(Exercise data)

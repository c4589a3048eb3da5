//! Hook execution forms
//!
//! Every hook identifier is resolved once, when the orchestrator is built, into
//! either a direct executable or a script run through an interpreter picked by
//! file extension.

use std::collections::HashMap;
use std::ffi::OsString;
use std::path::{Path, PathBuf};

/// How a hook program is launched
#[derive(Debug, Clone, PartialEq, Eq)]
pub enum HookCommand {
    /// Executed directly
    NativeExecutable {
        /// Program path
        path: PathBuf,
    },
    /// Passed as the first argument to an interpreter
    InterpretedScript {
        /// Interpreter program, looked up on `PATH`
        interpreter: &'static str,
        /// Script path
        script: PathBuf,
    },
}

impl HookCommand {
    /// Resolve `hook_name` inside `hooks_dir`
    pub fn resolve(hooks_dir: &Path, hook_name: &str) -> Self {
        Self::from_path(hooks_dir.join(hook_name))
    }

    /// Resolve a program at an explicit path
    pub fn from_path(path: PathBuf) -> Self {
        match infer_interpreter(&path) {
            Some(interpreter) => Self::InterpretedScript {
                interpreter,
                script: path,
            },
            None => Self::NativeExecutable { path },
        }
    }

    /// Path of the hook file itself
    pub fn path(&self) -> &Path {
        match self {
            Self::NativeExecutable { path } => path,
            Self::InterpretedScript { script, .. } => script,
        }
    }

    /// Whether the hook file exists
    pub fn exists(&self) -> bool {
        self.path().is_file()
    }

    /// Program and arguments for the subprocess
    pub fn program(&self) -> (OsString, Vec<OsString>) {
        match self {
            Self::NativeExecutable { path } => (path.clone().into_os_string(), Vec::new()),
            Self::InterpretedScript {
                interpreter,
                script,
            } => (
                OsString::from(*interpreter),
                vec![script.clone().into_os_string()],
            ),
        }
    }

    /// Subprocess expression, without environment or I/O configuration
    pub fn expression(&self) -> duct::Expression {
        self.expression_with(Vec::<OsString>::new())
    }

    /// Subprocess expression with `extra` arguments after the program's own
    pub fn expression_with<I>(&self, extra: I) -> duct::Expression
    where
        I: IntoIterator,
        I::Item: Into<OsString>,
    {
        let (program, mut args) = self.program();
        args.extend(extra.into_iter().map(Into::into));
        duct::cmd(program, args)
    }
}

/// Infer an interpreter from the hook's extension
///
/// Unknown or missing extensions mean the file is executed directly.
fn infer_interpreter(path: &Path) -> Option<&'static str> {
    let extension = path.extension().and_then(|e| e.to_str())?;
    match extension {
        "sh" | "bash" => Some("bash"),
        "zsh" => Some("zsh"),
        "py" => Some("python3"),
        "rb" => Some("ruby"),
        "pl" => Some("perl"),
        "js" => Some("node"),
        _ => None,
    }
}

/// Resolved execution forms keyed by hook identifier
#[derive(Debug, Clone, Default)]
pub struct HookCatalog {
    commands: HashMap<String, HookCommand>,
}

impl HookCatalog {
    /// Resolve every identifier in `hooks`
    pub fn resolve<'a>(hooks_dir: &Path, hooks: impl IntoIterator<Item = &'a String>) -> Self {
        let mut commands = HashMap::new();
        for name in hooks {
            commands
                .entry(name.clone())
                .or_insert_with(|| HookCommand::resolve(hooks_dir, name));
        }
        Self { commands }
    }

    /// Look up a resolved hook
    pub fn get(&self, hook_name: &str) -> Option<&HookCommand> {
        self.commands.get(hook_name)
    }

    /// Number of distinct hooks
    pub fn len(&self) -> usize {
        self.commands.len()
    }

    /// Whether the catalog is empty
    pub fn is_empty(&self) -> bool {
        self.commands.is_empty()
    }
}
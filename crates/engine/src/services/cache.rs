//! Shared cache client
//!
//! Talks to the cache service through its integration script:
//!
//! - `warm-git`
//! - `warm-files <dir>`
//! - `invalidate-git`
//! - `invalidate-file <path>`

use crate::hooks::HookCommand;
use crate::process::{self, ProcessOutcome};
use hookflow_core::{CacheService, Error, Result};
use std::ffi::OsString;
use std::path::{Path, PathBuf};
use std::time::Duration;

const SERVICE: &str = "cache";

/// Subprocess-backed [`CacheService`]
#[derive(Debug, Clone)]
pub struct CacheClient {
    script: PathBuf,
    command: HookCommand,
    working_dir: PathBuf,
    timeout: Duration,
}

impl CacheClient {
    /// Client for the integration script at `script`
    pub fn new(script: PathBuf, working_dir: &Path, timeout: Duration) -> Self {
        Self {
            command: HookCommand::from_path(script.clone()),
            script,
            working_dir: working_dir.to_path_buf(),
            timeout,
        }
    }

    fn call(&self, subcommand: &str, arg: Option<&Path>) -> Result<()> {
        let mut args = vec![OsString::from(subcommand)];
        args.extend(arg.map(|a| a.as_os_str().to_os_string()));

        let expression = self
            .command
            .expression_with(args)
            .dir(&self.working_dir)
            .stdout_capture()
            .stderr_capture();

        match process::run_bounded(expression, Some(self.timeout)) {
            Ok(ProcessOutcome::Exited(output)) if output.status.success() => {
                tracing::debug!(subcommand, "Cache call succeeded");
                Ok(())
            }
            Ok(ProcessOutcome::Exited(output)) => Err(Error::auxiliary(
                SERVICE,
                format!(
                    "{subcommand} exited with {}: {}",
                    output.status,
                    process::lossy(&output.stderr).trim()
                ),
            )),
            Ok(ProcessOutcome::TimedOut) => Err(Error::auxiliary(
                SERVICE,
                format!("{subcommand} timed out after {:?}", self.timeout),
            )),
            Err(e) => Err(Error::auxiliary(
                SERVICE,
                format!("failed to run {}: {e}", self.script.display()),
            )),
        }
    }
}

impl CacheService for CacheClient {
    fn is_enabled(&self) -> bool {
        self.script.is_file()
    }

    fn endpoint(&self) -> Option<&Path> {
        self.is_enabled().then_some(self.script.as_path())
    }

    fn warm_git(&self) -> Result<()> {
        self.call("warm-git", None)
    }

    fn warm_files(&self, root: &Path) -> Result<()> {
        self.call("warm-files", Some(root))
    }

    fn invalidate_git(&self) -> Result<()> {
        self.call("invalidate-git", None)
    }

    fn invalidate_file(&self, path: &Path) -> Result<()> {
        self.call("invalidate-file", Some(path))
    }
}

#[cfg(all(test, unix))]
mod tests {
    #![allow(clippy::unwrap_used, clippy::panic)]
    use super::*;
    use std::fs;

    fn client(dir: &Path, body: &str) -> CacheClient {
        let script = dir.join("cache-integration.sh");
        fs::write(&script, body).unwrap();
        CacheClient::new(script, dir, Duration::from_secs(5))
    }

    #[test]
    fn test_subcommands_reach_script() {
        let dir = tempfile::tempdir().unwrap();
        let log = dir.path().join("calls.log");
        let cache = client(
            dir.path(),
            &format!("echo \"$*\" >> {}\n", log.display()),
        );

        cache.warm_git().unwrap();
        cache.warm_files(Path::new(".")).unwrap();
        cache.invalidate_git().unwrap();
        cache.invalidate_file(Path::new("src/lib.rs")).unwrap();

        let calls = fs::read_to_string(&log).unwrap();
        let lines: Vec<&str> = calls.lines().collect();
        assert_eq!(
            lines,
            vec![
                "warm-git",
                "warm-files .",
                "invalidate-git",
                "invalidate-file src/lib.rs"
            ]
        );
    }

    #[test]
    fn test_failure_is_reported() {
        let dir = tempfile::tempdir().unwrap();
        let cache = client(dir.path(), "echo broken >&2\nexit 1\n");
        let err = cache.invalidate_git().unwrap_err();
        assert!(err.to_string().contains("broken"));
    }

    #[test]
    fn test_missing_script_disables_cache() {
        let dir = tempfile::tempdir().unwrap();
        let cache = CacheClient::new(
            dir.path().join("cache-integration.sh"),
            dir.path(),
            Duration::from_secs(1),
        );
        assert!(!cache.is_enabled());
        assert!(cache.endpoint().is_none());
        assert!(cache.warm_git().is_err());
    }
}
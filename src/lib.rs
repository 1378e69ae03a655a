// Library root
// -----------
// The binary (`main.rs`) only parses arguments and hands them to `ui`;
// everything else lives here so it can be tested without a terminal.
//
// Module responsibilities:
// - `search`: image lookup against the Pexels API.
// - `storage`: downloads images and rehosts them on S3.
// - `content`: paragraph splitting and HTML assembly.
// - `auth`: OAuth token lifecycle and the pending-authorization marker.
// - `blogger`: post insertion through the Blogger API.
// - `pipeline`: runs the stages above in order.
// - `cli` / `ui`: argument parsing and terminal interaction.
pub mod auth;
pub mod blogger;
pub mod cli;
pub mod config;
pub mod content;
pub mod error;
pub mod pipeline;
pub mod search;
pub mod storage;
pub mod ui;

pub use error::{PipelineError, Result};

(End Exercise data)

** Work required **
Send back the lines of the records word for word, from the very first through the line containing "pub fn exists(&self)".

** Answer box **
repository c4589a3048eb3da5
//! Hook execution forms
//!
//! Every hook identifier is resolved once, when the orchestrator is built, into
//! either a direct executable or a script run through an interpreter picked by
//! file extension.

use std::collections::HashMap;
use std::ffi::OsString;
use std::path::{Path, PathBuf};

/// How a hook program is launched
#[derive(Debug, Clone, PartialEq, Eq)]
pub enum HookCommand {
    /// Executed directly
    NativeExecutable {
        /// Program path
        path: PathBuf,
    },
    /// Passed as the first argument to an interpreter
    InterpretedScript {
        /// Interpreter program, looked up on `PATH`
        interpreter: &'static str,
        /// Script path
        script: PathBuf,
    },
}

impl HookCommand {
    /// Resolve `hook_name` inside `hooks_dir`
    pub fn resolve(hooks_dir: &Path, hook_name: &str) -> Self {
        Self::from_path(hooks_dir.join(hook_name))
    }

    /// Resolve a program at an explicit path
    pub fn from_path(path: PathBuf) -> Self {
        match infer_interpreter(&path) {
            Some(interpreter) => Self::InterpretedScript {
                interpreter,
                script: path,
            },
            None => Self::NativeExecutable { path },
        }
    }

    /// Path of the hook file itself
    pub fn path(&self) -> &Path {
        match self {
            Self::NativeExecutable { path } => path,
            Self::InterpretedScript { script, .. } => script,
        }
    }

    /// Whether the hook file exists
    pub fn exists(&self) -> bool {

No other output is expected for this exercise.